Journal d’Herméneutique Appliquée – Questions sur la Voie du Guérrier: Quel est l’intérêt de faire toutes ces pratiques ?

« À quoi bon pratiquer la Tensegrity, récapituler, faire toutes les choses que vous proposez ? Quel est le gain ? Je suis une femme d’âge moyen avec trois enfants en âge universitaire ; mon mariage n’est pas très stable ; mon poids est trop élevé. Je ne sais pas quoi faire. »

Encore une fois, tout comme dans d’autres cas que j’ai relatés auparavant, ce n’est pas une question nouvelle pour moi. J’ai posé ma propre version de celle-ci d’innombrables fois à don Juan Matus. Il y avait deux niveaux d’abstraction auxquels il se référait chaque fois qu’il répondait à une question comme celle-ci posée par moi ou tout autre de ses disciples – je sais que tous ont posé la même question à un moment ou à un autre, dans le même état de désespoir, de découragement et d’inutilité.

Au premier niveau, celui des aspects pratiques, don Juan soulignait que l’exécution des passages magiques, par elle-même, conduisait le praticien à un état de bien-être incomparable.

« La prouesse physique et mentale qui résulte d’une exécution systématique des passages magiques, » disait-il, « est si évidente que toute discussion sur leurs effets est hors de propos. Tout ce qu’il faut faire, c’est pratiquer sans s’arrêter pour considérer le gain possible ou l’inutilité de tout cela. »

Je n’étais en aucun cas différente des autres disciples de don Juan, ou de la personne qui me posait cette question. Je sentais et croyais que je n’étais pas qualifiée pour le chemin du guerrier parce que mes défauts étaient exorbitants.
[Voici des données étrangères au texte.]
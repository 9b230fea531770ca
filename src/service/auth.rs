// self
use crate::{
	_prelude::*,
	client::{ApiClient, ClientConfig, ClientFactory, ClientPair},
	http::HttpTransport,
	obs::{self, CallKind, CallOutcome, CallSpan},
	pagination::{Page, PageRequest},
	pipeline::AuthPipeline,
	service::model::*,
};

/// Minimum spacing between two server-side login records.
pub const LOGIN_RECORD_INTERVAL: Duration = Duration::hours(24);

const LOGINS_ITEMS_KEY: &str = "users";

/// Result of [`AuthService::record_login_if_necessary`].
#[derive(Clone, Copy, Debug, PartialEq, Eq)]
pub enum LoginCheck {
	/// No previous login was known; the instant was recorded locally only.
	FirstSeen,
	/// The last recorded login is too recent; nothing was sent.
	Recent {
		/// Time since the last recorded login.
		elapsed: Duration,
	},
	/// The login was recorded server-side and the local instant refreshed.
	Recorded,
}

/// Authentication endpoints of one backend.
///
/// Token-issuing calls go through the anonymous client and persist the `Authorization: Bearer`
/// header they receive; everything else uses the authenticated client.
pub struct AuthService<T>
where
	T: ?Sized,
{
	clients: ClientPair<T>,
	pipeline: Arc<AuthPipeline>,
	login_guard: AsyncMutex<()>,
}
impl<T> AuthService<T>
where
	T: ?Sized + HttpTransport,
{
	/// Builds both clients for `config` from `factory`.
	pub fn new(factory: &ClientFactory<T>, config: ClientConfig) -> Self {
		Self {
			clients: factory.pair(config),
			pipeline: factory.pipeline().clone(),
			login_guard: AsyncMutex::new(()),
		}
	}

	/// Returns the client pair.
	pub fn clients(&self) -> &ClientPair<T> {
		&self.clients
	}

	/// Returns the pipeline the authenticated client runs through.
	pub fn pipeline(&self) -> &Arc<AuthPipeline> {
		&self.pipeline
	}

	/// Returns `true` when a non-blank token is stored.
	pub fn is_logged_in(&self) -> Result<bool> {
		self.pipeline.is_logged_in()
	}

	/// Signs in with email and password.
	///
	/// Passing `account_id` selects (or switches to) that account; the token issued for it
	/// replaces the stored one.
	pub async fn login(
		&self,
		email: &str,
		password: &str,
		account_id: Option<&str>,
	) -> Result<LoginResponse> {
		self.issue(Method::POST, "auth/login", &LoginBody { email, password, account_id }).await
	}

	/// Signs in with a Google identity token.
	pub async fn google_login(
		&self,
		token: &str,
		account_id: Option<&str>,
	) -> Result<LoginResponse> {
		self.issue(Method::POST, "auth/google", &GoogleLoginBody { token, account_id }).await
	}

	/// Links a Google identity to the signed-in user.
	pub async fn link_google(&self, token: &str) -> Result<Profile> {
		let client = &self.clients.authenticated;

		client.post(&client.endpoint("auth/linkGoogle"), &LinkGoogleBody { token }).await
	}

	/// Redeems a welcome link nonce.
	pub async fn welcome(&self, nonce: &str) -> Result<RecoverResponse> {
		self.issue(Method::POST, "auth/welcome", &WelcomeBody { nonce }).await
	}

	/// Redeems a recovery code sent by [`forgot_password`](Self::forgot_password).
	pub async fn recover_password(
		&self,
		email: Option<&str>,
		phone: Option<&str>,
		code: &str,
	) -> Result<RecoverResponse> {
		self.issue(Method::PUT, "auth/recover", &RecoverBody { email, phone, code }).await
	}

	/// Forgets the stored token.
	pub fn logout(&self) -> Result<()> {
		self.pipeline.logout()
	}

	/// Records the login server-side at most once per [`LOGIN_RECORD_INTERVAL`].
	pub async fn record_login_if_necessary(&self) -> Result<LoginCheck> {
		self.record_login_if_necessary_at(OffsetDateTime::now_utc()).await
	}

	/// Same as [`record_login_if_necessary`](Self::record_login_if_necessary) with an explicit
	/// clock.
	///
	/// Concurrent checks are serialized so one elapsed interval yields one server call. A failed
	/// call is returned and leaves the local instant untouched.
	pub async fn record_login_if_necessary_at(&self, now: OffsetDateTime) -> Result<LoginCheck> {
		const KIND: CallKind = CallKind::LoginCheck;

		let span = CallSpan::new(KIND, "record_login_if_necessary");

		obs::record_call_outcome(KIND, CallOutcome::Attempt);

		let result = span.instrument(self.check_login(now)).await;

		obs::record_call_outcome(KIND, CallOutcome::of(&result));

		result
	}

	/// Fetches one page of the login history.
	pub async fn list_logins(&self, page: &PageRequest) -> Result<Page<Login>> {
		let client = &self.clients.authenticated;

		client.list_page(&client.endpoint("auth/listLogins"), LOGINS_ITEMS_KEY, page).await
	}

	/// Fetches the whole login history, `limit` entries per page.
	pub async fn all_logins(&self, limit: u32) -> Result<Vec<Login>> {
		let client = &self.clients.authenticated;

		client.load_all(&client.endpoint("auth/listLogins"), LOGINS_ITEMS_KEY, limit).await
	}

	/// Returns the identity behind the stored token.
	pub async fn current_user(&self) -> Result<AuthUser> {
		let client = &self.clients.authenticated;

		client.get(&client.endpoint("auth/user")).await
	}

	/// Lists the accounts the signed-in user can switch to.
	pub async fn accounts(&self) -> Result<Vec<Account>> {
		#[derive(Deserialize)]
		struct Accounts {
			#[serde(default)]
			accounts: Option<Vec<Account>>,
		}

		let client = &self.clients.authenticated;
		let body = client.get::<Option<Accounts>>(&client.endpoint("auth/accounts")).await?;

		Ok(body.and_then(|body| body.accounts).unwrap_or_default())
	}

	/// Replaces the signed-in user's password.
	pub async fn change_password(&self, existing: &str, password: &str) -> Result<()> {
		self.send_void(
			&self.clients.authenticated,
			Method::PUT,
			"auth/password",
			&ChangePasswordBody { existing, password },
		)
		.await
	}

	/// Asks the backend to send a recovery code by `method` (for example `email` or `sms`).
	pub async fn forgot_password(
		&self,
		email: Option<&str>,
		phone: Option<&str>,
		method: &str,
	) -> Result<()> {
		self.send_void(
			&self.clients.authenticated,
			Method::POST,
			"auth/forgot",
			&ForgotPasswordBody { email, phone, method },
		)
		.await
	}

	async fn check_login(&self, now: OffsetDateTime) -> Result<LoginCheck> {
		let _guard = self.login_guard.lock().await;
		let session = self.pipeline.session();
		let Some(previous) = session.last_login_at()? else {
			session.record_login_at(now)?;

			return Ok(LoginCheck::FirstSeen);
		};
		let elapsed = now - previous;

		if elapsed < LOGIN_RECORD_INTERVAL {
			return Ok(LoginCheck::Recent { elapsed });
		}

		self.send_void(&self.clients.authenticated, Method::POST, "auth/recordLogin", &Empty {})
			.await?;
		session.record_login_at(now)?;

		Ok(LoginCheck::Recorded)
	}

	async fn issue<B, R>(&self, method: Method, tail: &str, body: &B) -> Result<R>
	where
		B: ?Sized + Serialize,
		R: DeserializeOwned,
	{
		let client = &self.clients.anonymous;
		let request = client.request(method, &client.endpoint(tail))?.with_json_body(body)?;
		let response = client.send(request).await?;

		self.pipeline.persist_bearer(&response)?;

		Ok(response.json()?)
	}

	async fn send_void<B>(
		&self,
		client: &ApiClient<T>,
		method: Method,
		tail: &str,
		body: &B,
	) -> Result<()>
	where
		B: ?Sized + Serialize,
	{
		let request = client.request(method, &client.endpoint(tail))?.with_json_body(body)?;

		client.send(request).await?;

		Ok(())
	}
}
impl<T> Debug for AuthService<T>
where
	T: ?Sized,
{
	fn fmt(&self, f: &mut Formatter) -> FmtResult {
		f.debug_struct("AuthService").field("clients", &self.clients).finish()
	}
}

#[derive(Serialize)]
struct Empty {}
Quand don Juan me demandait quels étaient mes défauts, je me trouvais à marmonner, incapable de décrire ces défauts qui m’affligeaient si profondément. Je résolvais tout en lui disant que j’avais une sensation de défaite qui semblait être la marque de toute ma vie. Je me voyais comme une championne dans l’exécution parfaite de choses idiotes qui ne me menaient nulle part. Ce sentiment s’exprimait par des doutes et des tribulations, et par une nécessité sans fin de tout justifier ce que je faisais. Je savais que j’étais faible et indisciplinée dans des domaines que don Juan considérait comme essentiels. D’un autre côté, j’étais très disciplinée dans des domaines qui ne l’intéressaient pas. Mon sentiment de défaitisme était une conséquence des plus naturelles de cette contradiction. Quand je lui affirmais et réaffirmais mes doutes, il soulignait que la pensée obsessionnelle à propos de soi était l’une des choses les plus fatigantes qu’il connaissait.

« Ne penser qu’à soi, » me dit-il un jour, « produit une étrange fatigue ; une fatigue des plus accablantes, qui submerge. »

Au fil des ans, j’en suis venue à comprendre et à accepter pleinement l’affirmation de don Juan. Ma conclusion, ainsi que la conclusion de tous ses disciples, est que la première chose à faire est de prendre conscience de la préoccupation obsessive envers soi-même. Une autre de nos conclusions a été que le seul moyen d’avoir suffisamment d’énergie pour se détourner de cette préoccupation – quelque chose qui ne peut être atteint intellectuellement – est de pratiquer les passages magiques. Une telle pratique génère de l’énergie, et l’énergie accomplit des merveilles.

Si l’exécution des passages magiques est associée à ce que les sorciers appellent la récapitulation, qui est l’examen et la révision systématiques des expériences de sa vie, les chances de se libérer des fondements de l’autoréflexion sont multipliées.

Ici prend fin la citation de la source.